(WHAT THE TASK REQUIRES)
Print all the entries verbatim.
○ ○ ○ ○ ○ ○ ○
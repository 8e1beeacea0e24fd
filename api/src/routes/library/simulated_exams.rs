//! `/api/simulated-exams` route group.

use axum::Extension;
use axum::Json;
use axum::extract::{Path, State};
use axum::http::StatusCode;
use axum::middleware::from_fn;
use axum::routing::{delete, get, post};
use axum::Router;
use chrono::{DateTime, Utc};
use serde::{Deserialize, Serialize};
use uuid::Uuid;

use db::models::question::Model as QuestionModel;
use db::models::simulated_exam::Model as SimulatedExamModel;
use services::content_service::{ContentService, CreateSimulatedExam};

use crate::auth::AuthUser;
use crate::auth::guards::allow_admin;
use crate::response::{ApiError, ApiResponse};
use crate::state::AppState;

#[derive(Debug, Deserialize)]
pub struct CreateSimulatedExamRequest {
    pub title: String,
    pub description: Option<String>,
    /// Public ids of the bundled questions, in presentation order.
    pub question_ids: Vec<String>,
}

#[derive(Debug, Serialize)]
pub struct SimulatedExamResponse {
    pub id: Uuid,
    pub title: String,
    pub description: Option<String>,
    pub is_active: bool,
    pub created_at: DateTime<Utc>,
    pub updated_at: DateTime<Utc>,
}

impl From<SimulatedExamModel> for SimulatedExamResponse {
    fn from(exam: SimulatedExamModel) -> Self {
        Self {
            id: exam.public_id,
            title: exam.title,
            description: exam.description,
            is_active: exam.is_active,
            created_at: exam.created_at,
            updated_at: exam.updated_at,
        }
    }
}

#[derive(Debug, Serialize)]
pub struct ExamQuestionResponse {
    pub id: Uuid,
    pub statement: String,
    pub difficulty: i32,
}

impl From<QuestionModel> for ExamQuestionResponse {
    fn from(question: QuestionModel) -> Self {
        Self {
            id: question.public_id,
            statement: question.statement,
            difficulty: question.difficulty,
        }
    }
}

#[derive(Serialize)]
pub struct SimulatedExamDetailResponse {
    #[serde(flatten)]
    pub exam: SimulatedExamResponse,
    pub questions: Vec<ExamQuestionResponse>,
}

/// POST /api/simulated-exams (admin only)
///
/// Creates the exam and its fixed question bundle atomically; every question
/// id must resolve and appear at most once.
pub async fn create_simulated_exam(
    State(state): State<AppState>,
    Extension(AuthUser(claims)): Extension<AuthUser>,
    Json(req): Json<CreateSimulatedExamRequest>,
) -> Result<(StatusCode, Json<ApiResponse<SimulatedExamResponse>>), ApiError> {
    let exam = ContentService::create_simulated_exam(
        state.db(),
        CreateSimulatedExam {
            title: req.title,
            description: req.description,
            question_public_ids: req.question_ids,
            created_by: claims.sub,
        },
    )
    .await?;

    Ok((
        StatusCode::CREATED,
        Json(ApiResponse::success(
            exam.into(),
            "Simulated exam created successfully",
        )),
    ))
}

/// GET /api/simulated-exams/{exam_id}
///
/// The exam with its question list in bundle order.
pub async fn get_simulated_exam(
    State(state): State<AppState>,
    Path(exam_id): Path<String>,
) -> Result<(StatusCode, Json<ApiResponse<SimulatedExamDetailResponse>>), ApiError> {
    let (exam, questions) = ContentService::get_simulated_exam(state.db(), &exam_id).await?;

    Ok((
        StatusCode::OK,
        Json(ApiResponse::success(
            SimulatedExamDetailResponse {
                exam: exam.into(),
                questions: questions.into_iter().map(Into::into).collect(),
            },
            "Simulated exam retrieved successfully",
        )),
    ))
}

/// DELETE /api/simulated-exams/{exam_id} (admin only)
pub async fn delete_simulated_exam(
    State(state): State<AppState>,
    Path(exam_id): Path<String>,
) -> Result<(StatusCode, Json<ApiResponse<()>>), ApiError> {
    ContentService::delete_simulated_exam(state.db(), &exam_id).await?;

    Ok((
        StatusCode::OK,
        Json(ApiResponse::success(
            (),
            "Simulated exam deleted successfully",
        )),
    ))
}

pub fn simulated_exam_routes() -> Router<AppState> {
    Router::new()
        .route(
            "/",
            post(create_simulated_exam).route_layer(from_fn(allow_admin)),
        )
        .route("/{exam_id}", get(get_simulated_exam))
        .route(
            "/{exam_id}",
            delete(delete_simulated_exam).route_layer(from_fn(allow_admin)),
        )
}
○ ○ ○ ○ ○ ○ ○
(REPLY TO THE EXERCISE)
repository 8e1beeacea0e24fd
filename api/src/routes/library/simulated_exams.rs
//! `/api/simulated-exams` route group.

use axum::Extension;
use axum::Json;
use axum::extract::{Path, State};
use axum::http::StatusCode;
use axum::middleware::from_fn;
use axum::routing::{delete, get, post};
use axum::Router;
use chrono::{DateTime, Utc};
use serde::{Deserialize, Serialize};
use uuid::Uuid;

use db::models::question::Model as QuestionModel;
use db::models::simulated_exam::Model as SimulatedExamModel;
use services::content_service::{ContentService, CreateSimulatedExam};

use crate::auth::AuthUser;
use crate::auth::guards::allow_admin;
use crate::response::{ApiError, ApiResponse};
use crate::state::AppState;

#[derive(Debug, Deserialize)]
pub struct CreateSimulatedExamRequest {
    pub title: String,
    pub description: Option<String>,
    /// Public ids of the bundled questions, in presentation order.
    pub question_ids: Vec<String>,
}

#[derive(Debug, Serialize)]
pub struct SimulatedExamResponse {
    pub id: Uuid,
    pub title: String,
    pub description: Option<String>,
    pub is_active: bool,
    pub created_at: DateTime<Utc>,
    pub updated_at: DateTime<Utc>,
}

impl From<SimulatedExamModel> for SimulatedExamResponse {
    fn from(exam: SimulatedExamModel) -> Self {
        Self {
            id: exam.public_id,
            title: exam.title,
            description: exam.description,
            is_active: exam.is_active,
            created_at: exam.created_at,
            updated_at: exam.updated_at,
        }
    }
}

#[derive(Debug, Serialize)]
pub struct ExamQuestionResponse {
    pub id: Uuid,
    pub statement: String,
    pub difficulty: i32,
}

impl From<QuestionModel> for ExamQuestionResponse {
    fn from(question: QuestionModel) -> Self {
        Self {
            id: question.public_id,
            statement: question.statement,
            difficulty: question.difficulty,
        }
    }
}

#[derive(Serialize)]
pub struct SimulatedExamDetailResponse {
    #[serde(flatten)]
    pub exam: SimulatedExamResponse,
    pub questions: Vec<ExamQuestionResponse>,
}

/// POST /api/simulated-exams (admin only)
///
/// Creates the exam and its fixed question bundle atomically; every question
/// id must resolve and appear at most once.
pub async fn create_simulated_exam(
    State(state): State<AppState>,
    Extension(AuthUser(claims)): Extension<AuthUser>,
    Json(req): Json<CreateSimulatedExamRequest>,
) -> Result<(StatusCode, Json<ApiResponse<SimulatedExamResponse>>), ApiError> {
    let exam = ContentService::create_simulated_exam(
        state.db(),
        CreateSimulatedExam {
            title: req.title,
            description: req.description,
            question_public_ids: req.question_ids,
            created_by: claims.sub,
        },
    )
    .await?;

    Ok((
        StatusCode::CREATED,
        Json(ApiResponse::success(
            exam.into(),
            "Simulated exam created successfully",
        )),
    ))
}

/// GET /api/simulated-exams/{exam_id}
///
/// The exam with its question list in bundle order.
pub async fn get_simulated_exam(
    State(state): State<AppState>,
    Path(exam_id): Path<String>,
) -> Result<(StatusCode, Json<ApiResponse<SimulatedExamDetailResponse>>), ApiError> {
    let (exam, questions) = ContentService::get_simulated_exam(state.db(), &exam_id).await?;

    Ok((
        StatusCode::OK,
        Json(ApiResponse::success(
            SimulatedExamDetailResponse {
                exam: exam.into(),
                questions: questions.into_iter().map(Into::into).collect(),
            },
            "Simulated exam retrieved successfully",
        )),
    ))
}

/// DELETE /api/simulated-exams/{exam_id} (admin only)
pub async fn delete_simulated_exam(
    State(state): State<AppState>,
    Path(exam_id): Path<String>,
) -> Result<(StatusCode, Json<ApiResponse<()>>), ApiError> {
    ContentService::delete_simulated_exam(state.db(), &exam_id).await?;

    Ok((
        StatusCode::OK,
        Json(ApiResponse::success(
            (),
            "Simulated exam deleted successfully",
        )),
    ))
}

pub fn simulated_exam_routes() -> Router<AppState> {
    Router::new()
        .route(
            "/",
            post(create_simulated_exam).route_layer(from_fn(allow_admin)),
        )
        .route("/{exam_id}", get(get_simulated_exam))
        .route(
            "/{exam_id}",
            delete(delete_simulated_exam).route_layer(from_fn(allow_admin)),
        )
}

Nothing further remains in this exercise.